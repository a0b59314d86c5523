use super::error::AllocError;
use std::alloc::{alloc_zeroed, dealloc, Layout};
use std::ptr::NonNull;

/// The backing reservation of an arena. Zero filled on creation so every
/// byte of it is initialized before a header is ever read out of it.
pub struct Buffer {
    ptr: NonNull<u8>,
    layout: Layout,
}

// The buffer is uniquely owned and never shared between arenas.
unsafe impl Send for Buffer {}

impl Buffer {
    pub fn new(size: usize, align: usize) -> Result<Buffer, AllocError> {
        let layout = Layout::from_size_align(size, align)
            .map_err(|_| AllocError::InitFailed { capacity: size })?;

        Ok(Buffer {
            ptr: Self::alloc_buffer(layout)?,
            layout,
        })
    }

    pub fn at_offset(&self, offset: usize) -> *mut u8 {
        debug_assert!(offset < self.layout.size());

        unsafe { self.ptr.as_ptr().add(offset) }
    }

    pub fn as_ptr(&self) -> *mut u8 {
        self.ptr.as_ptr()
    }

    pub fn get_size(&self) -> usize {
        self.layout.size()
    }

    pub fn contains(&self, addr: usize) -> bool {
        let start = self.ptr.as_ptr() as usize;

        start <= addr && addr < start + self.layout.size()
    }

    fn alloc_buffer(layout: Layout) -> Result<NonNull<u8>, AllocError> {
        if layout.size() == 0 {
            return Err(AllocError::InitFailed { capacity: 0 });
        }

        let ptr = unsafe { alloc_zeroed(layout) };

        NonNull::new(ptr).ok_or(AllocError::InitFailed {
            capacity: layout.size(),
        })
    }
}

impl Drop for Buffer {
    fn drop(&mut self) {
        unsafe { dealloc(self.ptr.as_ptr(), self.layout) }
    }
}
++++++++
**Exercise aim**
Output all of the entries, exactly as they are written.

**Response box**
repository a0b59314d86c5523
use super::error::AllocError;
use std::alloc::{alloc_zeroed, dealloc, Layout};
use std::ptr::NonNull;

/// The backing reservation of an arena. Zero filled on creation so every
/// byte of it is initialized before a header is ever read out of it.
pub struct Buffer {
    ptr: NonNull<u8>,
    layout: Layout,
}

// The buffer is uniquely owned and never shared between arenas.
unsafe impl Send for Buffer {}

impl Buffer {
    pub fn new(size: usize, align: usize) -> Result<Buffer, AllocError> {
        let layout = Layout::from_size_align(size, align)
            .map_err(|_| AllocError::InitFailed { capacity: size })?;

        Ok(Buffer {
            ptr: Self::alloc_buffer(layout)?,
            layout,
        })
    }

    pub fn at_offset(&self, offset: usize) -> *mut u8 {
        debug_assert!(offset < self.layout.size());

        unsafe { self.ptr.as_ptr().add(offset) }
    }

    pub fn as_ptr(&self) -> *mut u8 {
        self.ptr.as_ptr()
    }

    pub fn get_size(&self) -> usize {
        self.layout.size()
    }

    pub fn contains(&self, addr: usize) -> bool {
        let start = self.ptr.as_ptr() as usize;

        start <= addr && addr < start + self.layout.size()
    }

    fn alloc_buffer(layout: Layout) -> Result<NonNull<u8>, AllocError> {
        if layout.size() == 0 {
            return Err(AllocError::InitFailed { capacity: 0 });
        }

        let ptr = unsafe { alloc_zeroed(layout) };

        NonNull::new(ptr).ok_or(AllocError::InitFailed {
            capacity: layout.size(),
        })
    }
}

impl Drop for Buffer {
    fn drop(&mut self) {
        unsafe { dealloc(self.ptr.as_ptr(), self.layout) }
    }
}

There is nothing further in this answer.